Especially since they never left her satisfied.

"Anyway," Cathy said smoothly, "Alex will be here to pick you up—"

"Cathy, no—"

"—at about eight on Friday. Oh, shut up. You can protest all you want, but mama knows best, sweetcheeks." A pause, and then a rare glimpse of genuine concern. "Kiddo, I worry about you, locked in here writing all day. It's such a creepy place, and with those dreams now…"

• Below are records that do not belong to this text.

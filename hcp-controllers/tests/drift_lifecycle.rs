//! End-to-end drift lifecycle: a cluster that vanishes remotely is torn
//! down locally through the full controller loop, and the record the
//! controller leaves behind is swept once its parent is gone.

use async_trait::async_trait;
use chrono::{DateTime, Utc};
use hcp_clients::ocm::{
    BreakGlassCredential, ClusterService, CsCluster, CsClusterState, CsExternalAuth, CsNodePool,
    OcmError, UpgradePolicy,
};
use hcp_clients::store::{Docs, MemoryStore, StoreBackend};
use hcp_controllers::drift::{ClusterDriftSyncer, OrphanControllerSweep};
use hcp_controllers::enumerate::{cluster_keys, SubscriptionKeyEnumerator};
use hcp_core::documents::{
    BillingDocument, ClusterDocument, ControllerDocument, NodePoolDocument, SubscriptionDocument,
};
use hcp_core::{ClusterKey, NodePoolKey, ResourceKey, SubscriptionKey, SubscriptionState};
use hcp_runtime::{Controller, ManualClock, StatusWriter, TimeCooldown};
use parking_lot::Mutex;
use semver::Version;
use std::collections::HashMap;
use std::sync::Arc;
use std::time::Duration;
use tokio_util::sync::CancellationToken;

/// Cluster service where only the cluster population matters.
#[derive(Default)]
struct SparseClusterService {
    clusters: Mutex<HashMap<String, CsCluster>>,
}

impl SparseClusterService {
    fn put_cluster(&self, internal_id: &str) {
        self.clusters.lock().insert(
            internal_id.to_owned(),
            CsCluster {
                id: internal_id.to_owned(),
                name: internal_id.to_owned(),
                state: CsClusterState::Ready,
                current_version: None,
                provision_error: None,
                inflight_checks: Vec::new(),
            },
        );
    }
}

#[async_trait]
impl ClusterService for SparseClusterService {
    async fn get_cluster(&self, internal_id: &str) -> Result<CsCluster, OcmError> {
        self.clusters
            .lock()
            .get(internal_id)
            .cloned()
            .ok_or_else(|| OcmError::not_found(internal_id))
    }

    async fn get_node_pool(&self, internal_id: &str) -> Result<CsNodePool, OcmError> {
        Err(OcmError::not_found(internal_id))
    }

    async fn list_node_pools(&self, _cluster: &str) -> Result<Vec<CsNodePool>, OcmError> {
        Ok(Vec::new())
    }

    async fn get_external_auth(&self, internal_id: &str) -> Result<CsExternalAuth, OcmError> {
        Err(OcmError::not_found(internal_id))
    }

    async fn list_external_auths(&self, _cluster: &str) -> Result<Vec<CsExternalAuth>, OcmError> {
        Ok(Vec::new())
    }

    async fn get_break_glass_credential(
        &self,
        _cluster: &str,
        credential_id: &str,
    ) -> Result<BreakGlassCredential, OcmError> {
        Err(OcmError::not_found(credential_id))
    }

    async fn list_break_glass_credentials(
        &self,
        _cluster: &str,
    ) -> Result<Vec<BreakGlassCredential>, OcmError> {
        Ok(Vec::new())
    }

    async fn list_upgrade_policies(&self, _cluster: &str) -> Result<Vec<UpgradePolicy>, OcmError> {
        Ok(Vec::new())
    }

    async fn create_upgrade_policy(
        &self,
        _cluster: &str,
        _version: &Version,
    ) -> Result<UpgradePolicy, OcmError> {
        Err(OcmError::Transport("not under test".into()))
    }
}

fn ts(s: &str) -> DateTime<Utc> {
    s.parse().unwrap()
}

#[tokio::test(start_paused = true)]
async fn remote_deletion_flows_through_the_controller_loop() {
    let backend: Arc<dyn StoreBackend> = Arc::new(MemoryStore::new());
    let cluster_service = Arc::new(SparseClusterService::default());
    let clock = ManualClock::at(ts("2026-03-01T00:00:00Z"));
    let key = ClusterKey::new("sub1", "rg1", "c1");

    // Seed: an active subscription, the cluster and a node pool, billing.
    Docs::new(Arc::clone(&backend))
        .create(&SubscriptionDocument {
            id: SubscriptionKey::new("sub1").resource_id(),
            state: SubscriptionState::Registered,
        })
        .await
        .unwrap();
    let mut cluster = ClusterDocument::new(key.resource_id());
    cluster.internal_id = Some("cs-c1".into());
    Docs::new(Arc::clone(&backend)).create(&cluster).await.unwrap();
    let pool = NodePoolKey::new(key.clone(), "p1");
    Docs::new(Arc::clone(&backend))
        .create(&NodePoolDocument::new(pool.resource_id()))
        .await
        .unwrap();
    Docs::new(Arc::clone(&backend))
        .create(&BillingDocument {
            id: key.billing_id(),
            cluster_id: key.resource_id(),
            creation_time: ts("2026-01-01T00:00:00Z"),
            deletion_time: None,
        })
        .await
        .unwrap();
    cluster_service.put_cluster("cs-c1");

    let status = StatusWriter::new(Arc::clone(&backend), Arc::new(clock.clone()));
    let drift = Controller::new(
        "clusterDrift",
        ClusterDriftSyncer::new(
            Arc::clone(&backend),
            Arc::clone(&cluster_service) as Arc<dyn ClusterService>,
            Arc::new(clock.clone()),
            Arc::new(TimeCooldown::new(Duration::ZERO)),
        ),
        status.clone(),
    )
    .with_enumerator(Arc::new(cluster_keys(Arc::clone(&backend))))
    .with_resync_interval(Duration::from_millis(50));

    let sweep = Controller::new(
        "orphanSweep",
        OrphanControllerSweep::new(
            Arc::clone(&backend),
            Arc::new(TimeCooldown::new(Duration::ZERO)),
        ),
        status.clone(),
    )
    .with_enumerator(Arc::new(SubscriptionKeyEnumerator::new(Arc::clone(&backend))))
    .with_resync_interval(Duration::from_millis(50));

    let shutdown = CancellationToken::new();
    let drift_task = tokio::spawn(drift.run(shutdown.clone(), 2));
    let sweep_task = tokio::spawn(sweep.run(shutdown.clone(), 1));

    // Phase 1: remote cluster exists; the drift controller records a
    // healthy condition under the cluster.
    let records: Docs<ControllerDocument> = Docs::new(Arc::clone(&backend));
    let record_id = key.controller_record("clusterDrift").id.clone();
    let mut observed = false;
    for _ in 0..500 {
        if records.try_get(&record_id).await.unwrap().is_some() {
            observed = true;
            break;
        }
        tokio::time::sleep(Duration::from_millis(10)).await;
    }
    assert!(observed, "drift controller never recorded status");
    assert!(backend.get(&key.resource_id()).await.is_ok());

    // Phase 2: the remote side loses the cluster. The next drift pass
    // stamps billing and cascades; the sweep then removes the leftover
    // controller record.
    cluster_service.clusters.lock().clear();

    let billing: Docs<BillingDocument> = Docs::new(Arc::clone(&backend));
    let mut torn_down = false;
    for _ in 0..500 {
        let cluster_gone = backend.get(&key.resource_id()).await.is_err();
        let record_gone = records.try_get(&record_id).await.unwrap().is_none();
        if cluster_gone && record_gone {
            torn_down = true;
            break;
        }
        tokio::time::sleep(Duration::from_millis(10)).await;
    }
    assert!(torn_down, "teardown did not complete");

    assert!(backend.get(&pool.resource_id()).await.unwrap_err().is_not_found());
    let stamped = billing.get(&key.billing_id()).await.unwrap();
    assert_eq!(stamped.deletion_time, Some(ts("2026-03-01T00:00:00Z")));

    shutdown.cancel();
    drift_task.await.unwrap();
    sweep_task.await.unwrap();
}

Milo softened. Cathy might not be above using her body to get what she wanted, and was perhaps prone to satiating her every whim regardless of whether it was morally or physically healthful—she might be lazy and manipulative, too—but she was a genuinely good person. Not nice, no, but good. Caring, in her rough way.

"Don't worry about me, Cath. It's not as bad as you think. I get up early every morning and go for walks. I'm working at the coffee-shop from eight till noon, working on the novel from one till four. I'm making friends. I'm eating right, getting sun, getting sleep. I even have my eye on a kitten."

"A kitten isn't a substitute for human company," Cathy said severely. "I wish you'd just go out or something. Have fun."

"The problem is," Milo teased, "that somewhere around eleventh grade you and I diverged completely on what it meant to have fun."

The redhead smiled ruefully and fondled an unlit cigarette. "Seven years later—it's kind of amazing we're still best friends, isn't it?"

"You know it, sugar," Milo said lightly.

Cathy sighed. "Look. I won't beg you to go bar-hopping with me anytime soon if you just promise to go on one date a week."

A corner of Milo's mouth curled. "Once every two weeks," she bargained, "and if I find a guy I want to ask out, you have to stop setting me up."

Cathy raised a perfectly-arched brow. "Once every two weeks," Cathy agreed, "but I pick the guys till you find your Mystery Man. And I have to meet Mister Perfect first, so I know he's real."

Milo grinned. "Deal," she said firmly, and thrust out a hand to shake on it.

Cathy smirked and mimed spitting on her own palm before slapping it against Milo's in a crushing grip. "Done. Now, bitch, since you are sadly out of Kahlua—"

"I never have Kahlua."

"—and since I bought all the champagne last time—"

"You drank all the champagne, too."

"— I think you owe me something good. Or at least something that tastes good, even if it's technically shit. Myers Dark? Baileys? Tequila Rose?"

Milo laughed and fished a handful of tens out of her pocket. "Here," she said, tossing it at the redhead. "Don't spend it all—bring me back the change."

A mock-salute. "Aye-aye, captain. I'll be back in ten."

Milo walked her to the door, and Cathy stopped short at the sight of the fedora hanging there. "Christ," the redhead hissed. "This thing still creeps me out." She cast a disparaging glance at the little three-legged endtable propped against the wall beneath it. The glove rested on it like some sort of huge mechanical insect. "And that thing, too? How do you grab your keys without stabbing yourself?"

Milo shrugged. "I'm kind of growing fond of them," she confessed mildly. "They look well-worn."

Cathy snorted. "Yeah, but not exactly homey, if you know what I mean." She opened the door. "See you in a few, kiddo."

Milo leaned out after her. "Since you're drinking tonight, does that mean you're sleeping over?" She grinned and teased, "You can help me tomorrow. I'm painting the kitchen—" She made a dramatic, visionary gesture "—yellow."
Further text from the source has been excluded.